THE TASK -
Return, from the lines below, each one that includes the word "Ordering".

Collected data entries -
+ + + +

//! Tree node type shared by the walker, the session and the formatters

use std::cmp::Ordering;
use std::path::{Path, PathBuf};

use serde::Serialize;

/// A file or directory in the browsed tree.
///
/// For directories, `children` carries the load state:
/// - `None`: not expanded
/// - `Some([])`: expansion in flight, or the directory is empty
/// - `Some([..])`: loaded
#[derive(Debug, Clone, PartialEq, Eq, Serialize)]
#[serde(tag = "type", rename_all = "lowercase")]
pub enum FileNode {
    File {
        name: String,
        path: PathBuf,
    },
    Dir {
        name: String,
        path: PathBuf,
        #[serde(skip_serializing_if = "Option::is_none")]
        children: Option<Vec<FileNode>>,
    },
}

impl FileNode {
    pub fn file(name: impl Into<String>, path: impl Into<PathBuf>) -> Self {
        FileNode::File {
            name: name.into(),
            path: path.into(),
        }
    }

    /// An unexpanded directory.
    pub fn dir(name: impl Into<String>, path: impl Into<PathBuf>) -> Self {
        FileNode::Dir {
            name: name.into(),
            path: path.into(),
            children: None,
        }
    }

    pub fn name(&self) -> &str {
        match self {
            FileNode::File { name, .. } => name,
            FileNode::Dir { name, .. } => name,
        }
    }

    pub fn path(&self) -> &Path {
        match self {
            FileNode::File { path, .. } => path,
            FileNode::Dir { path, .. } => path,
        }
    }

    pub fn is_dir(&self) -> bool {
        matches!(self, FileNode::Dir { .. })
    }

    pub fn is_file(&self) -> bool {
        matches!(self, FileNode::File { .. })
    }

    pub fn children(&self) -> Option<&[FileNode]> {
        match self {
            FileNode::Dir { children, .. } => children.as_deref(),
            FileNode::File { .. } => None,
        }
    }

    /// Replace the children of a directory. Files are left untouched.
    pub fn set_children(&mut self, nodes: Vec<FileNode>) {
        if let FileNode::Dir { children, .. } = self {
            *children = Some(nodes);
        }
    }

    /// Find a child (or deeper descendant) by its absolute path.
    pub fn find(&self, target: &Path) -> Option<&FileNode> {
        if self.path() == target {
            return Some(self);
        }
        if !target.starts_with(self.path()) {
            return None;
        }
        find_node(self.children()?, target)
    }
}

/// Locate a node by path in a forest of siblings.
pub fn find_node<'a>(nodes: &'a [FileNode], target: &Path) -> Option<&'a FileNode> {
    nodes
        .iter()
        .find(|n| target.starts_with(n.path()))
        .and_then(|n| n.find(target))
}

/// Mutable variant of [`find_node`]. Descends only through directories that
/// are ancestors of `target`.
pub fn find_node_mut<'a>(nodes: &'a mut [FileNode], target: &Path) -> Option<&'a mut FileNode> {
    let node = nodes.iter_mut().find(|n| target.starts_with(n.path()))?;
    if node.path() == target {
        return Some(node);
    }
    match node {
        FileNode::Dir {
            children: Some(children),
            ..
        } => find_node_mut(children, target),
        _ => None,
    }
}

/// Sibling order: directories before files, then names compared
/// case-insensitively with lowercase winning ties.
pub fn compare_nodes(a: &FileNode, b: &FileNode) -> Ordering {
    b.is_dir()
        .cmp(&a.is_dir())
        .then_with(|| compare_names(a.name(), b.name()))
}

fn compare_names(a: &str, b: &str) -> Ordering {
    let folded = a
        .chars()
        .flat_map(char::to_lowercase)
        .cmp(b.chars().flat_map(char::to_lowercase));
    // Reversed byte order puts 'a' before 'A'
    folded.then_with(|| b.cmp(a))
}

/// Count (directories, files) in a forest, not counting the forest's parent.
pub fn count_nodes(nodes: &[FileNode]) -> (usize, usize) {
    nodes.iter().fold((0, 0), |(dirs, files), node| match node {
        FileNode::File { .. } => (dirs, files + 1),
        FileNode::Dir { children, .. } => {
            let (d, f) = children.as_deref().map(count_nodes).unwrap_or((0, 0));
            (dirs + 1 + d, files + f)
        }
    })
}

+ + + +

TASK SOLUTION -
use std::cmp::Ordering;
pub fn compare_nodes(a: &FileNode, b: &FileNode) -> Ordering {
fn compare_names(a: &str, b: &str) -> Ordering {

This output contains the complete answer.